//! Claims and Evidence Extraction Library
//!
//! Turns a bibliography table into linked research notes in two stages:
//!
//! 1. **Extract**: one model call per row pulls discrete empirical evidence
//!    items (statement plus What/How/Who) out of the title and abstract, and
//!    each paper's items are written to an evidence note named after a
//!    deterministic citekey (`@smithDeepModels2021.md`), every bullet anchored
//!    `^evd-001`, `^evd-002`, ...
//! 2. **Synthesize**: one model call over the whole corpus produces
//!    cross-paper claims, each linked back to the evidence that supports it
//!    (`[[evidence/@smithDeepModels2021#evd-002]]`).
//!
//! Failures stay local: a row whose call fails or whose reply cannot be
//! parsed is skipped, and a failed synthesis still yields an (empty) claims
//! note. Only configuration problems abort a run.
//!
//! # Usage
//!
//! ```rust,ignore
//! use claims_evidence::{FsNoteStore, Pipeline, PipelineConfig};
//! use claims_evidence::testing::MockModel;
//!
//! let store = FsNoteStore::new("out");
//! let model = MockModel::new();
//! let pipeline = Pipeline::with_config(store, model, PipelineConfig::new().with_concurrency(4));
//!
//! let summary = pipeline.run_path("papers.csv", "How effective are LLMs at entailment?").await?;
//! println!("{} evidence files, {} claims", summary.evidence_files_written, summary.claims_synthesized);
//! ```
//!
//! # Modules
//!
//! - [`traits`] - Core seams (LanguageModel, NoteStore)
//! - [`types`] - Records, evidence, claims, scope, config, summary
//! - [`pipeline`] - Column resolution, extraction, synthesis, rendering, orchestration
//! - [`stores`] - Note stores (FsNoteStore, MemoryNoteStore)
//! - [`ai`] - Model providers and the rate-limit wrapper
//! - [`security`] - Credential handling
//! - [`testing`] - Mock model for tests

pub mod ai;
pub mod error;
pub mod pipeline;
pub mod security;
pub mod stores;
pub mod testing;
pub mod traits;
pub mod types;

// Re-export core types at crate root
pub use error::{ModelError, PipelineError, StoreError};
pub use traits::{model::LanguageModel, store::NoteStore};
pub use types::{
    claim::{Claim, EvidenceRef, ReferenceCheck, UnresolvedReason, UnresolvedReference},
    config::{ClaimsFileName, CollisionPolicy, PipelineConfig},
    evidence::{EvidenceId, EvidenceItem, PaperEvidenceSet, NOT_SPECIFIED},
    record::{InputRecord, PaperMetadata},
    scope::{DiscourseSchema, ExtractionScope},
    summary::RunSummary,
};

// Re-export pipeline components
pub use pipeline::{
    // Orchestration
    Pipeline, CENTRAL_CLAIMS_FILE,
    // Table input
    load_table, resolve_records, ResolvedTable, Table,
    // Identifiers
    abbreviate_question, generate_citekey,
    // Model stages
    check_references, extract_evidence, extract_json_array, synthesize_claims,
    // Rendering
    parse_evidence_anchors, render_claims_note, render_evidence_note,
};

pub use ai::RateLimitedModel;

#[cfg(feature = "anthropic")]
pub use ai::AnthropicModel;

#[cfg(feature = "openai")]
pub use ai::OpenAiModel;

pub use security::{ExposeSecret, ModelCredentials, SecretString};
pub use stores::{FsNoteStore, MemoryNoteStore};
pub use testing::MockModel;
//! Storage trait for rendered notes.
//!
//! The pipeline writes two kinds of artifacts: one evidence note per paper
//! (named after its citekey) and one aggregate claims note. Where they end
//! up is the store's business.

use async_trait::async_trait;

use crate::error::StoreResult;

/// Destination for rendered Markdown notes.
#[async_trait]
pub trait NoteStore: Send + Sync {
    /// Create whatever the store needs before the first write.
    ///
    /// Called once, after the table has been validated and before any row
    /// is processed. Failure aborts the run.
    async fn prepare(&self) -> StoreResult<()>;

    /// Write (or overwrite) the evidence note for `citekey`.
    ///
    /// Returns the location the note was written to, for reporting.
    async fn write_evidence(&self, citekey: &str, body: &str) -> StoreResult<String>;

    /// Write (or overwrite) the aggregate claims note.
    async fn write_claims(&self, file_name: &str, body: &str) -> StoreResult<String>;

    /// Link prefix under which evidence notes are addressable from the
    /// claims note (e.g. `evidence` for `[[evidence/@key#evd-001]]`).
    fn evidence_link_prefix(&self) -> &str;
}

# # # # #

**TO DO:** Where a line above holds the string "scope", copy that line.

**COMPLETED TASK:**
//! - [`types`] - Records, evidence, claims, scope, config, summary
    scope::{DiscourseSchema, ExtractionScope},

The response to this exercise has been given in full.